Costco offers their own brand of semi-sweet chocolate chips now. It was in my cart before I had a chance to decide whether or not I wanted it. Certainly, I didn't have a plan to use them.
The ingredients, if you can't read it even after clicking the photo:
Chocolate Liquor, Sugar, Soy Lecithin (an emulsifier), and Vanilla.Yeah, 4 ingredients. Four. And the first one is chocolate, unlike sugar found as the primary ingredient in the other brands. As far as I'm concerned that puts these chips in the fancy chocolate category.
Yep, they taste different from my usual brand.
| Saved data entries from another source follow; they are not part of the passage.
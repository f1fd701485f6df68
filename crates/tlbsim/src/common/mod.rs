//! Common definitions shared across the simulator.

/// Virtual address newtype and page arithmetic.
pub mod addr;

/// Memory layout constants.
pub mod constants;

/// Error type and result alias.
pub mod error;

pub use self::addr::VirtAddr;
pub use self::error::{Result, SimError};
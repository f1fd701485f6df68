//! Page table and TLB simulator core library.
//!
//! This crate models address translation for a small virtual-memory system:
//! a fixed 16-entry page table and a fully associative TLB with a relative-age
//! LRU replacement scheme. A trace of `(address, size)` accesses is folded into
//! three counters: TLB hits, TLB misses and segmentation faults.
//!
//! The crate is organized as follows:
//! - `common`: Address helpers, layout constants and the error type.
//! - `config`: Simulator configuration (TLB capacity).
//! - `core`: The translation pipeline (page table, TLB, MMU).
//! - `sim`: Trace reading, the run loop and report sinks.
//! - `stats`: Counters accumulated over a run.

/// Common address types, constants and errors.
pub mod common;

/// Simulator configuration.
pub mod config;

/// Translation pipeline: page table, TLB and MMU.
pub mod core;

/// Trace input, run loop and report output.
pub mod sim;

/// Run statistics.
pub mod stats;

pub use crate::common::error::{Result, SimError};
pub use crate::config::Config;
pub use crate::core::mmu::Mmu;
pub use crate::core::types::{AccessOutcome, AccessRequest};
pub use crate::sim::Simulator;
pub use crate::stats::SimStats;
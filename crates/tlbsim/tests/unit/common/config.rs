use std::io::Write;

use tempfile::NamedTempFile;
use tlbsim::config::{Config, parse_tlb_size};
use tlbsim::SimError;

#[test]
fn test_config_round_trips_through_json() {
    let config = Config::with_tlb_size(6);
    let json = serde_json::to_string(&config).unwrap();
    assert_eq!(serde_json::from_str::<Config>(&json).unwrap(), config);
}

#[test]
fn test_missing_config_file() {
    let err = Config::from_json_file("/nonexistent/tlbsim.json").unwrap_err();
    assert!(matches!(err, SimError::ConfigRead { .. }));
}

#[test]
fn test_unknown_fields_ignored() {
    let mut file = NamedTempFile::new().unwrap();
    write!(file, r#"{{ "tlb": {{ "size": 3 }}, "comment": "small" }}"#).unwrap();
    assert_eq!(Config::from_json_file(file.path()).unwrap().tlb.size, 3);
}

#[test]
fn test_size_argument_overflow_rejected() {
    assert!(parse_tlb_size("99999999999999999999999").is_err());
}
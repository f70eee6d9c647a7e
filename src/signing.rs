use std::fmt::Display;
use std::str::FromStr;

use base64::{prelude::BASE64_STANDARD, Engine};
use quick_xml::events::Event;
use quick_xml::Reader;
use rsa::Pkcs1v15Sign;
use sha1::Sha1;
use sha2::{Digest, Sha256};

use crate::c14n::canonicalize;
use crate::keys::KeyMaterial;
use crate::utils::attr_value;
use crate::SamlError;

pub(crate) const XMLDSIG_NS: &str = "http://www.w3.org/2000/09/xmldsig#";
const EXCLUSIVE_C14N: &str = "http://www.w3.org/2001/10/xml-exc-c14n#";
const ENVELOPED_SIGNATURE: &str = "http://www.w3.org/2000/09/xmldsig#enveloped-signature";

#[derive(Default, Debug, PartialEq, Eq, Clone, Copy)]
pub enum SignatureAlgorithm {
    RsaSha1,
    #[default]
    RsaSha256,
}

impl SignatureAlgorithm {
    pub(crate) fn digest_uri(&self) -> &'static str {
        match self {
            SignatureAlgorithm::RsaSha1 => "http://www.w3.org/2000/09/xmldsig#sha1",
            SignatureAlgorithm::RsaSha256 => "http://www.w3.org/2001/04/xmlenc#sha256",
        }
    }

    pub(crate) fn from_digest_uri(uri: &str) -> Option<Self> {
        match uri {
            "http://www.w3.org/2000/09/xmldsig#sha1" => Some(SignatureAlgorithm::RsaSha1),
            "http://www.w3.org/2001/04/xmlenc#sha256" => Some(SignatureAlgorithm::RsaSha256),
            _ => None,
        }
    }

    pub(crate) fn digest(&self, data: &[u8]) -> Vec<u8> {
        match self {
            SignatureAlgorithm::RsaSha1 => Sha1::digest(data).to_vec(),
            SignatureAlgorithm::RsaSha256 => Sha256::digest(data).to_vec(),
        }
    }

    pub(crate) fn padding(&self) -> Pkcs1v15Sign {
        match self {
            SignatureAlgorithm::RsaSha1 => Pkcs1v15Sign::new::<Sha1>(),
            SignatureAlgorithm::RsaSha256 => Pkcs1v15Sign::new::<Sha256>(),
        }
    }
}

impl Display for SignatureAlgorithm {
    fn fmt(&self, f: &mut std::fmt::Formatter<'_>) -> std::fmt::Result {
        match self {
            SignatureAlgorithm::RsaSha1 => {
                write!(f, "http://www.w3.org/2000/09/xmldsig#rsa-sha1")
            }
            SignatureAlgorithm::RsaSha256 => {
                write!(f, "http://www.w3.org/2001/04/xmldsig-more#rsa-sha256")
            }
        }
    }
}

impl FromStr for SignatureAlgorithm {
    type Err = ();

    fn from_str(s: &str) -> Result<Self, Self::Err> {
        match s {
            "http://www.w3.org/2000/09/xmldsig#rsa-sha1" => Ok(SignatureAlgorithm::RsaSha1),
            "http://www.w3.org/2001/04/xmldsig-more#rsa-sha256" => {
                Ok(SignatureAlgorithm::RsaSha256)
            }
            _ => Err(()),
        }
    }
}

pub struct Signer {
    key_material: KeyMaterial,
    algorithm: SignatureAlgorithm,
}

impl Signer {
    pub fn new(key_material: KeyMaterial) -> Self {
        Signer {
            key_material,
            algorithm: SignatureAlgorithm::default(),
        }
    }

    pub fn algorithm(self, algorithm: SignatureAlgorithm) -> Self {
        Signer { algorithm, ..self }
    }

    pub fn certificate_der(&self) -> &[u8] {
        self.key_material.certificate_der()
    }

    // Digests the canonical form of the whole document, signs a SignedInfo
    // referencing the root's ID attribute, and splices the ds:Signature
    // element in directly after the closing Issuer tag. The document must
    // not already contain a signature.
    pub fn sign_enveloped(&self, xml: &str) -> Result<String, SamlError> {
        let reference_id = root_id_attribute(xml)?.ok_or(SamlError::MissingId)?;

        let canonical = canonicalize(xml)?;
        let digest_value = BASE64_STANDARD.encode(self.algorithm.digest(canonical.as_bytes()));

        let signed_info = format!(
            "<ds:SignedInfo xmlns:ds=\"{ns}\">\
             <ds:CanonicalizationMethod Algorithm=\"{c14n}\"/>\
             <ds:SignatureMethod Algorithm=\"{signature_uri}\"/>\
             <ds:Reference URI=\"#{reference_id}\">\
             <ds:Transforms>\
             <ds:Transform Algorithm=\"{enveloped}\"/>\
             <ds:Transform Algorithm=\"{c14n}\"/>\
             </ds:Transforms>\
             <ds:DigestMethod Algorithm=\"{digest_uri}\"/>\
             <ds:DigestValue>{digest_value}</ds:DigestValue>\
             </ds:Reference>\
             </ds:SignedInfo>",
            ns = XMLDSIG_NS,
            c14n = EXCLUSIVE_C14N,
            signature_uri = self.algorithm,
            enveloped = ENVELOPED_SIGNATURE,
            reference_id = reference_id,
            digest_uri = self.algorithm.digest_uri(),
            digest_value = digest_value,
        );

        let signed_info_digest = self.algorithm.digest(canonicalize(&signed_info)?.as_bytes());
        let signature_value = self
            .key_material
            .private_key()
            .sign(self.algorithm.padding(), &signed_info_digest)
            .map_err(SamlError::SigningFailed)?;

        let signature = format!(
            "<ds:Signature xmlns:ds=\"{ns}\">\
             {signed_info}\
             <ds:SignatureValue>{signature_value}</ds:SignatureValue>\
             <ds:KeyInfo>\
             <ds:X509Data>\
             <ds:X509Certificate>{certificate}</ds:X509Certificate>\
             </ds:X509Data>\
             </ds:KeyInfo>\
             </ds:Signature>",
            ns = XMLDSIG_NS,
            signed_info = signed_info,
            signature_value = BASE64_STANDARD.encode(&signature_value),
            certificate = BASE64_STANDARD.encode(self.key_material.certificate_der()),
        );

        let insert_at = issuer_close_end(xml).ok_or(SamlError::MissingIssuer)?;
        let mut signed = String::with_capacity(xml.len() + signature.len());
        signed.push_str(&xml[..insert_at]);
        signed.push_str(&signature);
        signed.push_str(&xml[insert_at..]);
        Ok(signed)
    }
}

fn root_id_attribute(xml: &str) -> Result<Option<String>, SamlError> {
    let mut reader = Reader::from_str(xml);
    reader.config_mut().trim_text(true);
    loop {
        match reader
            .read_event()
            .map_err(|err| SamlError::InvalidXml(err.to_string()))?
        {
            Event::Start(e) | Event::Empty(e) => return attr_value(&e, b"ID"),
            Event::Eof => return Ok(None),
            _ => {}
        }
    }
}

fn issuer_close_end(xml: &str) -> Option<usize> {
    for pattern in ["</saml:Issuer>", "</saml2:Issuer>", "</Issuer>"] {
        if let Some(pos) = xml.find(pattern) {
            return Some(pos + pattern.len());
        }
    }
    None
}

#[cfg(test)]
mod tests {
    use super::*;

    const TEST_KEY_PEM: &str = include_str!("../static/test_key.pem");
    const TEST_CERT_PEM: &str = include_str!("../static/test_cert.pem");

    const ASSERTION: &str = concat!(
        r#"<saml:Assertion xmlns:saml="urn:oasis:names:tc:SAML:2.0:assertion" ID="_idabc" Version="2.0" IssueInstant="2026-01-01T00:00:00Z">"#,
        r#"<saml:Issuer>http://idp.example.org</saml:Issuer>"#,
        r#"<saml:Subject><saml:NameID>user-42</saml:NameID></saml:Subject>"#,
        r#"</saml:Assertion>"#
    );

    fn signer() -> Signer {
        Signer::new(KeyMaterial::from_pem(TEST_KEY_PEM, TEST_CERT_PEM).unwrap())
    }

    #[test]
    fn splices_signature_after_the_issuer() {
        let signed = signer().sign_enveloped(ASSERTION).unwrap();
        let issuer_end = signed.find("</saml:Issuer>").unwrap() + "</saml:Issuer>".len();
        assert_eq!(&signed[issuer_end..issuer_end + "<ds:Signature".len()], "<ds:Signature");
        assert!(signed.find("</ds:Signature>").unwrap() < signed.find("<saml:Subject>").unwrap());
    }

    #[test]
    fn references_the_document_id() {
        let signed = signer().sign_enveloped(ASSERTION).unwrap();
        assert!(signed.contains(r##"<ds:Reference URI="#_idabc">"##));
    }

    #[test]
    fn embeds_the_signing_certificate() {
        let signed = signer().sign_enveloped(ASSERTION).unwrap();
        let material = KeyMaterial::from_pem(TEST_KEY_PEM, TEST_CERT_PEM).unwrap();
        let expected = BASE64_STANDARD.encode(material.certificate_der());
        assert!(signed.contains(&expected));
    }

    #[test]
    fn default_algorithm_is_rsa_sha256() {
        let signed = signer().sign_enveloped(ASSERTION).unwrap();
        assert!(signed.contains("http://www.w3.org/2001/04/xmldsig-more#rsa-sha256"));
        assert!(signed.contains("http://www.w3.org/2001/04/xmlenc#sha256"));
    }

    #[test]
    fn rsa_sha1_uses_the_legacy_uris() {
        let signed = signer()
            .algorithm(SignatureAlgorithm::RsaSha1)
            .sign_enveloped(ASSERTION)
            .unwrap();
        assert!(signed.contains("http://www.w3.org/2000/09/xmldsig#rsa-sha1"));
        assert!(signed.contains(r#"DigestMethod Algorithm="http://www.w3.org/2000/09/xmldsig#sha1""#));
    }

    #[test]
    fn rejects_a_document_without_an_id() {
        let xml = r#"<saml:Assertion xmlns:saml="urn:oasis:names:tc:SAML:2.0:assertion"><saml:Issuer>x</saml:Issuer></saml:Assertion>"#;
        assert!(matches!(
            signer().sign_enveloped(xml),
            Err(SamlError::MissingId)
        ));
    }

    #[test]
    fn rejects_a_document_without_an_issuer() {
        let xml = r#"<saml:Assertion xmlns:saml="urn:oasis:names:tc:SAML:2.0:assertion" ID="_1"><saml:Subject/></saml:Assertion>"#;
        assert!(matches!(
            signer().sign_enveloped(xml),
            Err(SamlError::MissingIssuer)
        ));
    }
}
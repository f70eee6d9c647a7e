use base64::{prelude::BASE64_STANDARD, Engine};
use deflate::deflate_bytes_conf;
use flate2::{Decompress, FlushDecompress, Status};

pub use deflate::Compression;

use crate::utils::decode_xml_base64;
use crate::SamlError;

// The redirect binding transports documents as raw DEFLATE (no zlib header)
// wrapped in standard base64.
pub fn encode(data: &[u8]) -> String {
    encode_with_level(data, Compression::Default)
}

pub fn encode_with_level(data: &[u8], level: Compression) -> String {
    BASE64_STANDARD.encode(deflate_bytes_conf(data, level))
}

pub fn decode(wire: &str) -> Result<Vec<u8>, SamlError> {
    let compressed = decode_xml_base64(wire).map_err(SamlError::InvalidBase64)?;
    inflate_raw(&compressed)
}

fn inflate_raw(compressed: &[u8]) -> Result<Vec<u8>, SamlError> {
    let mut inflater = Decompress::new(false);
    let mut out = Vec::with_capacity(compressed.len().saturating_mul(3).max(1024));
    loop {
        if out.len() == out.capacity() {
            out.reserve(out.capacity());
        }
        let consumed = inflater.total_in() as usize;
        let produced = out.len();
        let status = inflater
            .decompress_vec(&compressed[consumed..], &mut out, FlushDecompress::None)
            .map_err(|_| SamlError::CorruptDeflateStream)?;
        match status {
            Status::StreamEnd => return Ok(out),
            Status::Ok | Status::BufError => {
                // No forward progress with all input presented means the
                // stream ended before its final block.
                if inflater.total_in() as usize == consumed && out.len() == produced {
                    return Err(SamlError::TruncatedDeflateStream);
                }
            }
        }
    }
}

#[cfg(test)]
mod tests {
    use super::*;

    #[test]
    fn round_trips_a_request_document() {
        let xml = br#"<samlp:AuthnRequest xmlns:samlp="urn:oasis:names:tc:SAML:2.0:protocol" ID="_12345"/>"#;
        let wire = encode(xml);
        assert_eq!(decode(&wire).unwrap(), xml);
    }

    #[test]
    fn round_trips_at_every_compression_level() {
        let data: Vec<u8> = (0u8..=255).cycle().take(4096).collect();
        for level in [Compression::Fast, Compression::Default, Compression::Best] {
            let wire = encode_with_level(&data, level);
            assert_eq!(decode(&wire).unwrap(), data);
        }
    }

    #[test]
    fn round_trips_empty_input() {
        assert!(decode(&encode(b"")).unwrap().is_empty());
    }

    #[test]
    fn tolerates_whitespace_in_base64() {
        let xml = b"<samlp:AuthnRequest ID=\"_1\"/>";
        let mut wire = encode(xml);
        wire.insert(8, '\n');
        wire.insert(4, ' ');
        assert_eq!(decode(&wire).unwrap(), xml);
    }

    #[test]
    fn rejects_bad_base64() {
        assert!(matches!(
            decode("!!!not-base64!!!"),
            Err(SamlError::InvalidBase64(_))
        ));
    }

    #[test]
    fn rejects_garbage_deflate() {
        let wire = BASE64_STANDARD.encode([0xffu8; 32]);
        assert!(matches!(
            decode(&wire),
            Err(SamlError::CorruptDeflateStream)
        ));
    }

    #[test]
    fn rejects_truncated_stream() {
        let compressed = deflate_bytes_conf(
            b"a request document long enough to not fit a single byte of output",
            Compression::Default,
        );
        let wire = BASE64_STANDARD.encode(&compressed[..compressed.len() / 2]);
        assert!(matches!(
            decode(&wire),
            Err(SamlError::TruncatedDeflateStream)
        ));
    }
}
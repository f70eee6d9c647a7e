use std::{fmt::Display, str::FromStr};

use quick_xml::events::Event;
use quick_xml::Reader;
use time::OffsetDateTime;
use yaserde::YaSerialize;

use crate::utils::random_string;
use crate::{wire, SamlError, DATE_TIME_FORMAT};

#[derive(YaSerialize)]
#[yaserde(
  namespaces = {
    "samlp" = "urn:oasis:names:tc:SAML:2.0:protocol",
    "saml" = "urn:oasis:names:tc:SAML:2.0:assertion",
  },
  prefix = "samlp"
)]
struct AuthnRequest {
    #[yaserde(attribute = true, rename = "ID")]
    id: String,
    #[yaserde(attribute = true, rename = "Version")]
    version: String,
    #[yaserde(attribute = true, rename = "IssueInstant")]
    issue_instant: String,
    #[yaserde(attribute = true, rename = "Destination")]
    destination: String,
    #[yaserde(attribute = true, rename = "ProtocolBinding")]
    protocol_binding: String,
    #[yaserde(attribute = true, rename = "AssertionConsumerServiceURL")]
    assertion_consumer_service_url: String,
    #[yaserde(rename = "Issuer", prefix = "saml")]
    issuer: Issuer,
    #[yaserde(rename = "NameIDPolicy", prefix = "samlp")]
    name_id_policy: NameIdPolicy,
    #[yaserde(rename = "Subject", prefix = "saml")]
    subject: Option<Subject>,
}

#[derive(YaSerialize)]
struct Issuer {
    #[yaserde(attribute = true, rename = "Format")]
    format: String,
    #[yaserde(text = true)]
    content: String,
}

#[derive(YaSerialize)]
struct NameIdPolicy {
    #[yaserde(attribute = true, rename = "Format")]
    format: String,
    #[yaserde(attribute = true, rename = "AllowCreate")]
    allow_create: bool,
}

#[derive(YaSerialize)]
struct Subject {
    #[yaserde(rename = "NameID", prefix = "saml")]
    name_id: NameId,
}

#[derive(YaSerialize)]
struct NameId {
    #[yaserde(attribute = true, rename = "Format")]
    format: String,
    #[yaserde(text = true)]
    content: String,
}

#[derive(Debug, Default, Clone, Copy, PartialEq, Eq, Hash)]
pub enum ProtocolBinding {
    Post,
    #[default]
    Redirect,
}

impl Display for ProtocolBinding {
    fn fmt(&self, f: &mut std::fmt::Formatter) -> std::fmt::Result {
        match self {
            ProtocolBinding::Post => write!(f, "urn:oasis:names:tc:SAML:2.0:bindings:HTTP-POST"),
            ProtocolBinding::Redirect => {
                write!(f, "urn:oasis:names:tc:SAML:2.0:bindings:HTTP-Redirect")
            }
        }
    }
}

impl FromStr for ProtocolBinding {
    type Err = ();

    fn from_str(s: &str) -> Result<Self, Self::Err> {
        match s {
            "urn:oasis:names:tc:SAML:2.0:bindings:HTTP-POST" => Ok(ProtocolBinding::Post),
            "urn:oasis:names:tc:SAML:2.0:bindings:HTTP-Redirect" => Ok(ProtocolBinding::Redirect),
            _ => Err(()),
        }
    }
}

// Request fields as seen by the identity provider after decoding the
// redirect binding. Everything except the ID and the issuer is optional on
// the wire.
#[derive(Debug)]
#[non_exhaustive]
pub struct ParsedAuthnRequest {
    pub id: String,
    pub version: Option<String>,
    pub issue_instant: Option<String>,
    pub destination: Option<String>,
    pub protocol_binding: Option<ProtocolBinding>,
    pub consumer_url: Option<String>,
    pub issuer: String,
}

pub fn parse_authn_request(input: &[u8]) -> Result<ParsedAuthnRequest, SamlError> {
    let xml = std::str::from_utf8(input).map_err(|err| SamlError::InvalidXml(err.to_string()))?;
    let mut reader = Reader::from_str(xml);
    reader.config_mut().trim_text(true);

    let mut found_request = false;
    let mut id = None;
    let mut version = None;
    let mut issue_instant = None;
    let mut destination = None;
    let mut protocol_binding = None;
    let mut consumer_url = None;
    let mut issuer: Option<String> = None;
    let mut in_issuer = false;

    loop {
        let event = reader
            .read_event()
            .map_err(|err| SamlError::InvalidXml(err.to_string()))?;
        match &event {
            Event::Start(e) | Event::Empty(e) => match e.local_name().as_ref() {
                b"AuthnRequest" => {
                    found_request = true;
                    for attr in e.attributes().flatten() {
                        let value = attr
                            .unescape_value()
                            .map_err(|err| SamlError::InvalidXml(err.to_string()))?
                            .into_owned();
                        match attr.key.as_ref() {
                            b"ID" => id = Some(value),
                            b"Version" => version = Some(value),
                            b"IssueInstant" => issue_instant = Some(value),
                            b"Destination" => destination = Some(value),
                            b"ProtocolBinding" => protocol_binding = value.parse().ok(),
                            b"AssertionConsumerServiceURL" => consumer_url = Some(value),
                            _ => {}
                        }
                    }
                }
                b"Issuer" => in_issuer = matches!(&event, Event::Start(_)),
                _ => {}
            },
            Event::End(e) if e.local_name().as_ref() == b"Issuer" => in_issuer = false,
            Event::Text(e) if in_issuer => {
                issuer = Some(
                    e.unescape()
                        .map_err(|err| SamlError::InvalidXml(err.to_string()))?
                        .into_owned(),
                )
            }
            Event::Eof => break,
            _ => {}
        }
    }

    if !found_request {
        return Err(SamlError::RequestElementNotFound);
    }
    let id = id.ok_or(SamlError::MissingRequestId)?;
    let issuer = issuer
        .filter(|value| !value.is_empty())
        .ok_or(SamlError::MissingIssuer)?;

    Ok(ParsedAuthnRequest {
        id,
        version,
        issue_instant,
        destination,
        protocol_binding,
        consumer_url,
        issuer,
    })
}

pub fn sso_redirect_url(sso_url: &str, saml_request: &str, relay_state: Option<&str>) -> String {
    let mut url = format!(
        "{}{}SAMLRequest={}",
        sso_url,
        if sso_url.contains('?') { '&' } else { '?' },
        urlencoding::encode(saml_request),
    );
    if let Some(state) = relay_state {
        url.push_str("&RelayState=");
        url.push_str(&urlencoding::encode(state));
    }
    url
}

#[derive(Default)]
pub struct AuthnRequestBuilder {
    id: Option<String>,
    issue_instant: Option<OffsetDateTime>,
    issuer: Option<String>,
    destination: Option<String>,
    protocol_binding: ProtocolBinding,
    consumer_url: Option<String>,
    name_format: Option<String>,
    deny_create: bool,
    subject: Option<String>,
}

impl AuthnRequestBuilder {
    pub fn new() -> Self {
        Self::default()
    }

    pub fn id(self, id: &str) -> Self {
        AuthnRequestBuilder {
            id: Some(id.into()),
            ..self
        }
    }

    pub fn auto_id(self) -> Self {
        AuthnRequestBuilder {
            id: Some(format!("_id{}", random_string(32))),
            ..self
        }
    }

    pub fn issue_instant(self, instant: OffsetDateTime) -> Self {
        AuthnRequestBuilder {
            issue_instant: Some(instant),
            ..self
        }
    }

    pub fn issued_now(self) -> Self {
        AuthnRequestBuilder {
            issue_instant: Some(OffsetDateTime::now_utc()),
            ..self
        }
    }

    pub fn issuer(self, issuer: &str) -> Self {
        AuthnRequestBuilder {
            issuer: Some(issuer.into()),
            ..self
        }
    }

    pub fn destination(self, destination: &str) -> Self {
        AuthnRequestBuilder {
            destination: Some(destination.into()),
            ..self
        }
    }

    pub fn protocol_binding(self, binding: ProtocolBinding) -> Self {
        AuthnRequestBuilder {
            protocol_binding: binding,
            ..self
        }
    }

    pub fn consumer_url(self, url: &str) -> Self {
        AuthnRequestBuilder {
            consumer_url: Some(url.into()),
            ..self
        }
    }

    pub fn name_format(self, format: &str) -> Self {
        AuthnRequestBuilder {
            name_format: Some(format.into()),
            ..self
        }
    }

    pub fn allow_create(self, allow: bool) -> Self {
        AuthnRequestBuilder {
            deny_create: !allow,
            ..self
        }
    }

    pub fn subject(self, subject: &str) -> Self {
        AuthnRequestBuilder {
            subject: Some(subject.into()),
            ..self
        }
    }

    pub fn build(self) -> String {
        let req = AuthnRequest {
            id: self.id.expect("ID is required"),
            version: "2.0".to_string(),
            issue_instant: self
                .issue_instant
                .expect("IssueInstant is required")
                .format(&DATE_TIME_FORMAT)
                .expect("Infallible formatting"),
            destination: self.destination.expect("Destination is required"),
            protocol_binding: self.protocol_binding.to_string(),
            assertion_consumer_service_url: self.consumer_url.expect("Consumer URL is required"),
            issuer: Issuer {
                format: "urn:oasis:names:tc:SAML:2.0:nameid-format:entity".to_string(),
                content: self.issuer.expect("Issuer is required"),
            },
            name_id_policy: NameIdPolicy {
                format: self.name_format.clone().expect("Name format is required"),
                allow_create: !self.deny_create,
            },
            subject: self.subject.map(|subject| Subject {
                name_id: NameId {
                    format: self.name_format.clone().expect("Name format is required"),
                    content: subject,
                },
            }),
        };
        yaserde::ser::to_string(&req).expect("Infallible serialization")
    }

    pub fn build_and_encode(self) -> String {
        wire::encode(self.build().as_bytes())
    }
}

#[cfg(test)]
mod tests {
    use crate::{wire, NAME_ID_FORMAT_EMAIL_ADDRESS};

    use super::*;

    fn builder() -> AuthnRequestBuilder {
        AuthnRequestBuilder::new()
            .issued_now()
            .issuer("http://sp.example.org")
            .destination("https://idp.example.org/logon")
            .consumer_url("https://sp.example.org/acs")
            .name_format(NAME_ID_FORMAT_EMAIL_ADDRESS)
    }

    #[test]
    fn can_build_authn_request() {
        let xml = builder().auto_id().subject("user@example.org").build();
        assert!(xml.contains("<samlp:AuthnRequest"));
        assert!(xml.contains(r#"Destination="https://idp.example.org/logon""#));
        assert!(xml.contains(r#"AssertionConsumerServiceURL="https://sp.example.org/acs""#));
        assert!(xml.contains("user@example.org"));
    }

    #[test]
    fn generated_ids_are_unique() {
        let first = parse_authn_request(builder().auto_id().build().as_bytes()).unwrap();
        let second = parse_authn_request(builder().auto_id().build().as_bytes()).unwrap();
        assert!(first.id.starts_with("_id"));
        assert_eq!(first.id.len(), "_id".len() + 32);
        assert_ne!(first.id, second.id);
    }

    #[test]
    fn round_trips_through_the_redirect_binding() {
        let encoded = builder().id("_12345").build_and_encode();
        let xml = wire::decode(&encoded).unwrap();
        let parsed = parse_authn_request(&xml).unwrap();
        assert_eq!(parsed.id, "_12345");
        assert_eq!(parsed.issuer, "http://sp.example.org");
        assert_eq!(
            parsed.consumer_url.as_deref(),
            Some("https://sp.example.org/acs")
        );
        assert_eq!(parsed.protocol_binding, Some(ProtocolBinding::Redirect));
        assert_eq!(parsed.version.as_deref(), Some("2.0"));
    }

    #[test]
    fn parse_requires_an_id() {
        let xml = br#"<samlp:AuthnRequest xmlns:samlp="urn:oasis:names:tc:SAML:2.0:protocol" xmlns:saml="urn:oasis:names:tc:SAML:2.0:assertion" Version="2.0"><saml:Issuer>http://sp.example.org</saml:Issuer></samlp:AuthnRequest>"#;
        assert!(matches!(
            parse_authn_request(xml),
            Err(SamlError::MissingRequestId)
        ));
    }

    #[test]
    fn parse_requires_an_issuer() {
        let xml = br#"<samlp:AuthnRequest xmlns:samlp="urn:oasis:names:tc:SAML:2.0:protocol" ID="_1" Version="2.0"/>"#;
        assert!(matches!(
            parse_authn_request(xml),
            Err(SamlError::MissingIssuer)
        ));
    }

    #[test]
    fn parse_treats_an_empty_issuer_as_missing() {
        let xml = br#"<samlp:AuthnRequest xmlns:samlp="urn:oasis:names:tc:SAML:2.0:protocol" xmlns:saml="urn:oasis:names:tc:SAML:2.0:assertion" ID="_1"><saml:Issuer></saml:Issuer></samlp:AuthnRequest>"#;
        assert!(matches!(
            parse_authn_request(xml),
            Err(SamlError::MissingIssuer)
        ));
    }

    #[test]
    fn parse_rejects_non_request_documents() {
        let xml = br#"<samlp:Response xmlns:samlp="urn:oasis:names:tc:SAML:2.0:protocol" ID="_1"/>"#;
        assert!(matches!(
            parse_authn_request(xml),
            Err(SamlError::RequestElementNotFound)
        ));
    }

    #[test]
    fn parse_rejects_broken_xml() {
        assert!(matches!(
            parse_authn_request(b"<samlp:AuthnRequest ID="),
            Err(SamlError::InvalidXml(_))
        ));
    }

    #[test]
    fn redirect_url_carries_request_and_relay_state() {
        let url = sso_redirect_url("https://idp.example.org/sso", "abc+/=", Some("st ate"));
        assert_eq!(
            url,
            "https://idp.example.org/sso?SAMLRequest=abc%2B%2F%3D&RelayState=st%20ate"
        );
    }

    #[test]
    fn redirect_url_appends_to_an_existing_query() {
        let url = sso_redirect_url("https://idp.example.org/sso?tenant=t1", "req", None);
        assert_eq!(url, "https://idp.example.org/sso?tenant=t1&SAMLRequest=req");
    }
}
It's gotta be that they use liquor, like that other store brand. I'm not sure, but I think these actually have more snap than my usual too. Or maybe that's because the apartment is frigid.
This is one change I'm happy to make permanent.
Kirkland Semi-Sweet Chocolate Chips, available in the baking aisle at Costco for $6.99 a 3.5 lb bag.
That makes each of 9.3 cups about $0.75 each, beating the Nestle price by about $0.08. Incredible, the cost of marketing.
2 comments:
What is chocolate liqueur?
Sorry for the delay, Bud. Let me look...Ok, so my 1984 edition of the Larousse Gastronomique doesn't tell. But wiki says of "chocolate liquor" that it's the liquid form of pure cocoa, containing equal amounts of cocoa solids and cocoa butter, where the cocoa beans have been fermenteed, dried, roasted and separated from their skins, before they're ground into cocoa paste which is melted to yield the liquor.
Now, to be more precise, your question was of chocolate "liqueur". And that, my friend, would be an alcoholic beverage tasting of chocolate. I'm pretty sure Godiva has one readily available at just about anystore in anytown of anycountry.